Thomas King is one of my favorite novelists. I love his wry humor and the precision with which he creates his characters, especially his strong women. In this, his first novel, King tells the stories of Will, a young photographer in a small Canadian town near the US border. In some ways, Will is typical of young men and women everywhere, and a variety of readers will easily identify with his curiosity about his past and his indecision in the present. But Will is an Indian, as he expresses it, living in a town with a strong Indian community and near an Indian reservation. Although Will grew up in a city apartment, Medicine River was home to his mother and a link to his roots. Through him, readers can learn respect for his heritage.
Medicine River is not driven by an overarching plot, but by King’s subtle exploration of its characters. Different chapters each carry a story which recount different incidents in Will’s life, and include flashbacks to relevant incidents that he remembers. The incidents are deceptively simple, but they build as Will gradually comes to terms with his past and his present.

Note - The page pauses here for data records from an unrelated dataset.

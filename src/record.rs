//! CSV record parsing: one logical row → one [`Quote`].
//!
//! Rows look like `"Quote text", Speaker`. The quote field may be wrapped in
//! double quotes to carry commas, line breaks and `""`-escaped quotes; the
//! speaker is optional.
//!
//! ```text
//! "Hello, world", Alice     → Quote { text: "Hello, world", speaker: Some("Alice") }
//! "Just a quote"            → Quote { text: "Just a quote", speaker: None }
//! Be brief, be bold, Bob    → Quote { text: "Be brief, be bold", speaker: Some("Bob") }
//! , Bob                     → MalformedRecord
//! ```
//!
//! Unquoted rows split on their *last* comma, so a bare quote may contain commas
//! as long as a speaker column follows.

use thiserror::Error;

#[derive(Error, Debug, Clone, PartialEq, Eq)]
pub enum RecordError {
    #[error("Malformed record: {0}")]
    Malformed(String),
}

/// One parsed input record.
#[derive(Debug, Clone, PartialEq, Eq)]
pub struct Quote {
    /// Quote text, trimmed and never empty.
    pub text: String,
    /// Attribution, absent when omitted, empty, or `NULL`.
    pub speaker: Option<String>,
}

impl Quote {
    /// Build a quote from raw field values, applying the same rules as CSV input.
    pub fn new(text: &str, speaker: Option<&str>) -> Result<Self, RecordError> {
        let text = text.trim();
        if text.is_empty() {
            return Err(RecordError::Malformed("quote field is empty".into()));
        }
        Ok(Self {
            text: text.to_string(),
            speaker: speaker.and_then(normalize_speaker),
        })
    }

    /// Text as drawn: wrapped in double quotes when attributed, unless it already is.
    pub fn display_text(&self) -> String {
        if self.speaker.is_some() && !self.text.starts_with('"') {
            format!("\"{}\"", self.text)
        } else {
            self.text.clone()
        }
    }
}

fn normalize_speaker(raw: &str) -> Option<String> {
    let s = raw.trim();
    if s.is_empty() || s.eq_ignore_ascii_case("null") {
        None
    } else {
        Some(s.to_string())
    }
}

/// Parse one logical row into a [`Quote`].
pub fn parse_record(row: &str) -> Result<Quote, RecordError> {
    let fields = split_fields(row);
    match fields.as_slice() {
        [] => Err(RecordError::Malformed("empty record".into())),
        [quote] => Quote::new(&quote.value, None),
        [quote, speaker] => Quote::new(&quote.value, Some(&speaker.value)),
        [first, .., last] if !first.quoted => {
            let text = fields[..fields.len() - 1]
                .iter()
                .map(|f| f.value.as_str())
                .collect::<Vec<_>>()
                .join(",");
            Quote::new(&text, Some(&last.value))
        }
        [quote, rest @ ..] => {
            let speaker = rest
                .iter()
                .map(|f| f.value.as_str())
                .collect::<Vec<_>>()
                .join(",");
            Quote::new(&quote.value, Some(&speaker))
        }
    }
}

#[derive(Debug, PartialEq)]
struct Field {
    value: String,
    quoted: bool,
}

/// Split a row into fields with standard CSV quoting.
///
/// Unquoted fields keep their inner whitespace (trimmed later); text after the
/// closing quote of a quoted field and before the next comma is dropped with a
/// warning. An unterminated quoted field runs to the end of the row.
fn split_fields(row: &str) -> Vec<Field> {
    if row.trim().is_empty() {
        return Vec::new();
    }

    let mut fields = Vec::new();
    let mut chars = row.chars().peekable();

    loop {
        let mut value = String::new();
        while let Some(c) = chars.next_if(|c| *c == ' ' || *c == '\t') {
            value.push(c);
        }

        let quoted = chars.next_if_eq(&'"').is_some();
        if quoted {
            value.clear();
            while let Some(c) = chars.next() {
                if c == '"' {
                    if chars.next_if_eq(&'"').is_some() {
                        value.push('"');
                    } else {
                        break;
                    }
                } else {
                    value.push(c);
                }
            }
            let mut trailing = String::new();
            while let Some(c) = chars.next_if(|c| *c != ',') {
                trailing.push(c);
            }
            if !trailing.trim().is_empty() {
                log::warn!(
                    "dropping text after closing quote: {:?} (in {:?})",
                    trailing.trim(),
                    value
                );
            }
        } else {
            while let Some(c) = chars.next_if(|c| *c != ',') {
                value.push(c);
            }
        }

        fields.push(Field { value, quoted });

        if chars.next().is_none() {
            break;
        }
    }

    fields
}

/// Iterator over the logical rows of CSV content.
///
/// Line breaks inside quoted fields do not end a row. Blank rows are skipped.
/// Yields the 1-based line number where each row starts.
pub struct RecordReader<'a> {
    rest: &'a str,
    line: usize,
}

/// Split CSV content into logical rows.
pub fn records(content: &str) -> RecordReader<'_> {
    RecordReader {
        rest: content,
        line: 1,
    }
}

impl<'a> Iterator for RecordReader<'a> {
    type Item = (usize, &'a str);

    fn next(&mut self) -> Option<Self::Item> {
        loop {
            if self.rest.is_empty() {
                return None;
            }

            let (end, next_start) = row_bounds(self.rest);

            let row = self.rest[..end].trim_end_matches('\r');
            let start_line = self.line;
            self.line += self.rest[..next_start].matches('\n').count();
            self.rest = &self.rest[next_start..];

            if !row.trim().is_empty() {
                return Some((start_line, row));
            }
        }
    }
}

/// Byte offsets `(end, next_start)` of the first logical row in `s`.
///
/// A `"` opens a quoted field only at the start of a field, optionally after
/// spaces or tabs. Inside a quoted field `""` is an escaped quote and line
/// breaks belong to the field. Anywhere else `"` is a literal character.
fn row_bounds(s: &str) -> (usize, usize) {
    let mut in_quotes = false;
    let mut at_field_start = true;
    let mut chars = s.char_indices().peekable();

    while let Some((i, c)) = chars.next() {
        if in_quotes {
            if c == '"' && chars.next_if(|&(_, c)| c == '"').is_none() {
                in_quotes = false;
            }
            continue;
        }
        match c {
            '\n' => return (i, i + 1),
            ',' => at_field_start = true,
            '"' if at_field_start => {
                in_quotes = true;
                at_field_start = false;
            }
            ' ' | '\t' => {}
            _ => at_field_start = false,
        }
    }

    (s.len(), s.len())
}

/// A row's parse outcome together with where it came from.
#[derive(Debug, Clone, PartialEq)]
pub struct ParsedRow {
    pub line: usize,
    pub result: Result<Quote, RecordError>,
}

/// Parse all rows of CSV content, skipping the first row when `has_header`.
pub fn parse_csv(content: &str, has_header: bool) -> Vec<ParsedRow> {
    let content = content.strip_prefix('\u{feff}').unwrap_or(content);
    records(content)
        .skip(usize::from(has_header))
        .map(|(line, row)| ParsedRow {
            line,
            result: parse_record(row),
        })
        .collect()
}

#[cfg(test)]
mod tests {
    use super::*;

    fn quote(text: &str, speaker: Option<&str>) -> Quote {
        Quote {
            text: text.to_string(),
            speaker: speaker.map(str::to_string),
        }
    }

    // =========================================================================
    // parse_record
    // =========================================================================

    #[test]
    fn quoted_text_with_comma_and_speaker() {
        assert_eq!(
            parse_record(r#""Hello, world", Alice"#).unwrap(),
            quote("Hello, world", Some("Alice"))
        );
    }

    #[test]
    fn quoted_text_without_speaker() {
        assert_eq!(
            parse_record(r#""Just a quote""#).unwrap(),
            quote("Just a quote", None)
        );
    }

    #[test]
    fn trailing_comma_means_no_speaker() {
        assert_eq!(
            parse_record(r#""Just a quote","#).unwrap(),
            quote("Just a quote", None)
        );
    }

    #[test]
    fn empty_row_is_malformed() {
        assert!(matches!(parse_record(""), Err(RecordError::Malformed(_))));
        assert!(matches!(parse_record("   "), Err(RecordError::Malformed(_))));
    }

    #[test]
    fn empty_quote_field_is_malformed() {
        assert!(matches!(
            parse_record(r#""", Alice"#),
            Err(RecordError::Malformed(_))
        ));
        assert!(matches!(
            parse_record(",Alice"),
            Err(RecordError::Malformed(_))
        ));
        assert!(matches!(
            parse_record(r#""   ", Alice"#),
            Err(RecordError::Malformed(_))
        ));
    }

    #[test]
    fn escaped_quotes_inside_quoted_field() {
        assert_eq!(
            parse_record(r#""She said ""no"".", Bob"#).unwrap(),
            quote(r#"She said "no"."#, Some("Bob"))
        );
    }

    #[test]
    fn embedded_line_break_kept() {
        assert_eq!(
            parse_record("\"Line one\nLine two\", Carol").unwrap(),
            quote("Line one\nLine two", Some("Carol"))
        );
    }

    #[test]
    fn unquoted_row_splits_on_last_comma() {
        assert_eq!(
            parse_record("Be brief, be bold, Bob").unwrap(),
            quote("Be brief, be bold", Some("Bob"))
        );
    }

    #[test]
    fn unquoted_row_without_comma_is_bare_quote() {
        assert_eq!(
            parse_record("Stay hungry").unwrap(),
            quote("Stay hungry", None)
        );
    }

    #[test]
    fn null_speaker_is_absent() {
        assert_eq!(
            parse_record(r#""Anonymous wisdom", NULL"#).unwrap(),
            quote("Anonymous wisdom", None)
        );
        assert_eq!(
            parse_record(r#""Anonymous wisdom", null"#).unwrap().speaker,
            None
        );
    }

    #[test]
    fn quoted_speaker_unwrapped() {
        assert_eq!(
            parse_record(r#""Text","Smith, J.""#).unwrap(),
            quote("Text", Some("Smith, J."))
        );
    }

    #[test]
    fn unterminated_quote_runs_to_end() {
        assert_eq!(
            parse_record(r#""Never closed, Dave"#).unwrap(),
            quote("Never closed, Dave", None)
        );
    }

    #[test]
    fn text_after_closing_quote_is_dropped() {
        assert_eq!(
            parse_record(r#""Hello" world, Bob"#).unwrap(),
            quote("Hello", Some("Bob"))
        );
    }

    #[test]
    fn surrounding_whitespace_trimmed() {
        assert_eq!(
            parse_record("  \"  padded  \"  ,   Eve  ").unwrap(),
            quote("padded", Some("Eve"))
        );
    }

    // =========================================================================
    // Quote helpers
    // =========================================================================

    #[test]
    fn display_text_wraps_attributed_quotes() {
        assert_eq!(
            quote("Hello", Some("Alice")).display_text(),
            "\"Hello\""
        );
        assert_eq!(quote("Hello", None).display_text(), "Hello");
        assert_eq!(
            quote("\"Already\"", Some("Alice")).display_text(),
            "\"Already\""
        );
    }

    #[test]
    fn quote_new_rejects_blank_text() {
        assert!(Quote::new("  \n ", Some("Alice")).is_err());
    }

    // =========================================================================
    // records / parse_csv
    // =========================================================================

    #[test]
    fn records_join_quoted_line_breaks() {
        let content = "quote,speaker\n\"First\nsecond\", Ann\n\"Next\", Ben\n";
        let rows: Vec<_> = records(content).collect();
        assert_eq!(
            rows,
            vec![
                (1, "quote,speaker"),
                (2, "\"First\nsecond\", Ann"),
                (4, "\"Next\", Ben"),
            ]
        );
    }

    #[test]
    fn records_skip_blank_lines_and_strip_cr() {
        let content = "a\r\n\r\n\nb\r\n";
        let rows: Vec<_> = records(content).collect();
        assert_eq!(rows, vec![(1, "a"), (4, "b")]);
    }

    #[test]
    fn records_without_trailing_newline() {
        let rows: Vec<_> = records("only").collect();
        assert_eq!(rows, vec![(1, "only")]);
    }

    #[test]
    fn parse_csv_skips_header() {
        let content = "quote,speaker\n\"Hello, world\", Alice\n";
        let rows = parse_csv(content, true);
        assert_eq!(rows.len(), 1);
        assert_eq!(rows[0].line, 2);
        assert_eq!(
            rows[0].result,
            Ok(quote("Hello, world", Some("Alice")))
        );
    }

    #[test]
    fn parse_csv_without_header_keeps_first_row() {
        let rows = parse_csv("\"Hello\", Alice\n", false);
        assert_eq!(rows.len(), 1);
        assert!(rows[0].result.is_ok());
    }

    #[test]
    fn parse_csv_reports_malformed_rows_in_place() {
        let content = "quote,speaker\n\"Good one\", Ann\n\"\", Ben\n";
        let rows = parse_csv(content, true);
        assert_eq!(rows.len(), 2);
        assert!(rows[0].result.is_ok());
        assert_eq!(rows[1].line, 3);
        assert!(matches!(rows[1].result, Err(RecordError::Malformed(_))));
    }

    #[test]
    fn stray_quote_in_unquoted_field_does_not_swallow_rows() {
        let content = "quote,speaker\nA 5\" screen is enough, Bob\n\"Next one\", Ann\n\"Third\", Cy\n";
        let rows = parse_csv(content, true);
        assert_eq!(rows.len(), 3);
        assert_eq!(
            rows[0].result,
            Ok(quote("A 5\" screen is enough", Some("Bob")))
        );
        assert_eq!(rows[1].line, 3);
        assert_eq!(rows[1].result, Ok(quote("Next one", Some("Ann"))));
        assert_eq!(rows[2].result, Ok(quote("Third", Some("Cy"))));
    }

    #[test]
    fn records_treat_doubled_quotes_as_escapes() {
        let content = "\"Say \"\"hi\"\"\nthere\", Ann\nnext, Ben\n";
        let rows: Vec<_> = records(content).collect();
        assert_eq!(
            rows,
            vec![(1, "\"Say \"\"hi\"\"\nthere\", Ann"), (3, "next, Ben")]
        );
    }

    #[test]
    fn records_open_quotes_after_comma_and_spaces() {
        let content = "Ann,  \"two\nlines\"\nBen, one\n";
        let rows: Vec<_> = records(content).collect();
        assert_eq!(rows, vec![(1, "Ann,  \"two\nlines\""), (3, "Ben, one")]);
    }

    #[test]
    fn parse_csv_strips_bom() {
        let rows = parse_csv("\u{feff}\"Hi\", Zoe\n", false);
        assert_eq!(rows[0].result, Ok(quote("Hi", Some("Zoe"))));
    }
}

Will’s friend, Harlan, is another key figure in the book. It was Harlan who persuaded Will to come back to Medicine River. Harlan argued that although the town had other photographers, none of them was an Indian. He said it was “Real embarrassing, to have to go to a white for something as intimate as a photograph.” Harlan’s role in the community is to know what is going on and to find ways to help members in need. He makes it a regular practice of involving Will in his missions, but he is always slow to come right out and ask for Will to help. “Whenever Harlan had something important he wanted to tell me, he’d sort of float around the subject for a while like those buzzards you see around Blindman’s Coulee all the time.”
Through Harlan, Will becomes involved in a local basketball team along with a bunch of misfits. He explores his relationship with his brother and the stories his mother told. He becomes friends with a young unmarried mother that Harlan and others want him to marry. Louise, like many of King’s female characters, is spunky and independent, not eager to be rescued. Through his interaction with her, readers learn more of Will’s earlier life—a woman in the city he had once loved and his own pain growing up without a father. But Louise understands that “marriage was always more of a burden on women than on men, that women always had to take on extra weight, while men just fall into marriage as if they were falling into bed.” Will is suitably ambivalent about Louise’s attitude, but the two of them manage to create a sustaining relationship.
King has a long-time interest in how people regard truth, and he describes Harlan’s view:
But you know, truth’s like a green-broke horse. You can come running out of the barn and throw on a saddle, leap on its back and plant your heals in its side, but you never know which way it is going to run or who it’s going to kick. Sometimes it’s better to walk up slow, you know, with a carrot or an apple. Let it smell the saddle for a while, before you pull the cinch and slide up.
Medicine River seems to have been written from just such a belief. King gently tells us that Indians are really just human beings, like everybody else, once you get to know them, except when they are not.
I strongly recommend Medicine River to all who enjoy well-written, pleasing stories, as well as those who want to know more about being Indian in contemporary North America.